Why brand as an enemy something that is essentially a type of health exercise? Many are now asking, "Isn't communism also an evil religious sect?" The suppression of Falun Gong is intensifying, becoming an enormous social phenomenon. Even supposing there has been illegal conduct on the part of Falun Gong members, they should have been dealt with as isolated incidents. Branding Falun Gong a "religious sect" and banning it entirely is definitely unwarranted.
I think Taiwan's experience in foreclosing sorrow over a painful part of its history is certainly a worthy lesson for China. If China truly intends to seek social peace and harmony, it must abandon its outdated obsession with militaristic rule. At the very least it must rule with compassion, if not democracy. Otherwise, the resentment will one day erupt.
On Oct. 1, the Vatican held a ceremony to canonize 120 missionaries and Catholics who died in China. Among them, were 86 were killed by the "Boxers," but none were those killed after the communist government came to power. The move provoked extreme rage and protests by China, which accused the murdered converts of "unforgivable sins against the Chinese." Propaganda only cited a few examples of such "sins," and ignored the killings by the Boxers entirely.

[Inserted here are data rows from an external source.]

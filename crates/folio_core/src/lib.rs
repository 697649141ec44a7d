//! Folio Core Runtime
//!
//! Foundational primitives shared by the Folio presentation runtime:
//!
//! - **Clocks**: injectable millisecond time sources ([`SystemClock`], [`ManualClock`])
//! - **Timers**: a single-threaded deadline queue with cancellable, generational handles
//! - **State Machines**: flat transition tables for interaction states
//! - **Pointer Events**: the input vocabulary of effect trigger surfaces
//! - **Listeners**: keyed change subscribers
//!
//! Everything here is designed for a cooperative, single-threaded event loop.
//! Mutation goes through `&mut self`, so each operation is atomic with respect
//! to any other callback the host interleaves with it.
//!
//! # Example
//!
//! ```rust
//! use folio_core::{ManualClock, Clock, TimerQueue};
//!
//! let clock = ManualClock::new(0);
//! let mut timers = TimerQueue::new();
//!
//! let expire = timers.schedule_once(clock.now() + 500, "expire");
//! let _tick = timers.schedule_repeating(clock.now() + 100, 100, "tick");
//!
//! clock.advance(100);
//! assert_eq!(timers.poll(clock.now()).len(), 1);
//!
//! assert!(timers.cancel(expire));
//! clock.advance(1_000);
//! let fired = timers.poll(clock.now());
//! assert!(fired.iter().all(|f| f.payload == "tick"));
//! ```

pub mod clock;
pub mod events;
pub mod fsm;
pub mod listeners;
pub mod timer;

pub use clock::{Clock, ManualClock, SystemClock, Timestamp};
pub use events::{event_types, PointerEvent, PointerKind};
pub use fsm::{EventId, StateId, StateMachine, StateMachineBuilder, Transition};
pub use listeners::{ListenerId, Listeners};
pub use timer::{Fired, TimerId, TimerQueue};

The Boxer Movement of 1900 is an extremely controversial part of contemporary Chinese history. The movement was highly praised by the PRC government as "anti-imperial and patriotic." During the Cultural Revolution, the Red Guards exalted the movement and vowed to inherit its "glorious tradition." Historians, however, have much criticized the Boxers. They have pointed out that although foreign missionaries enjoyed special privileges during the Qing Dynasty and that there were some deplorable mission members, the Church contributed to progress by spreading western culture and technology to China. It also helped the Constitutional Reform and Modernization of 1898. A series of conflicts between the western and the eastern cultures took place. Chanting the slogans of "helping the Qing to eradicate foreigners," the Boxers hated everything remotely foreign and related to the Church. They burned churches, killed foreigners, and destroyed the facilities of reformers. The Boxer Movement finally led to an invasion by the joint forces of eight powers. Only then did the Qing government turn around to suppress the Boxers. There are many worthy lessons from this part of history.
At the very least the Boxers' animosity to foreigners and opposition to reform were completely wrong. Their feudal and narrow concept of loyalty to the emperor and tradition was also outdated. As pointed out by Karl Marx in his criticism The Heavenly Kingdom of Peace (太平天國), it was all the product of a stagnant society. Today we live in a liberalized era. I don't believe that the Chinese people identify much with the killing of foreigners. From the Boxers' killing of foreign missionaries to the suppression of the Falun Gong, perhaps we should seriously think about how much of an improvement we have experienced over the past 100 years?
Jin Zhong is editor in chief of the Hong Kong-based Open Magazine.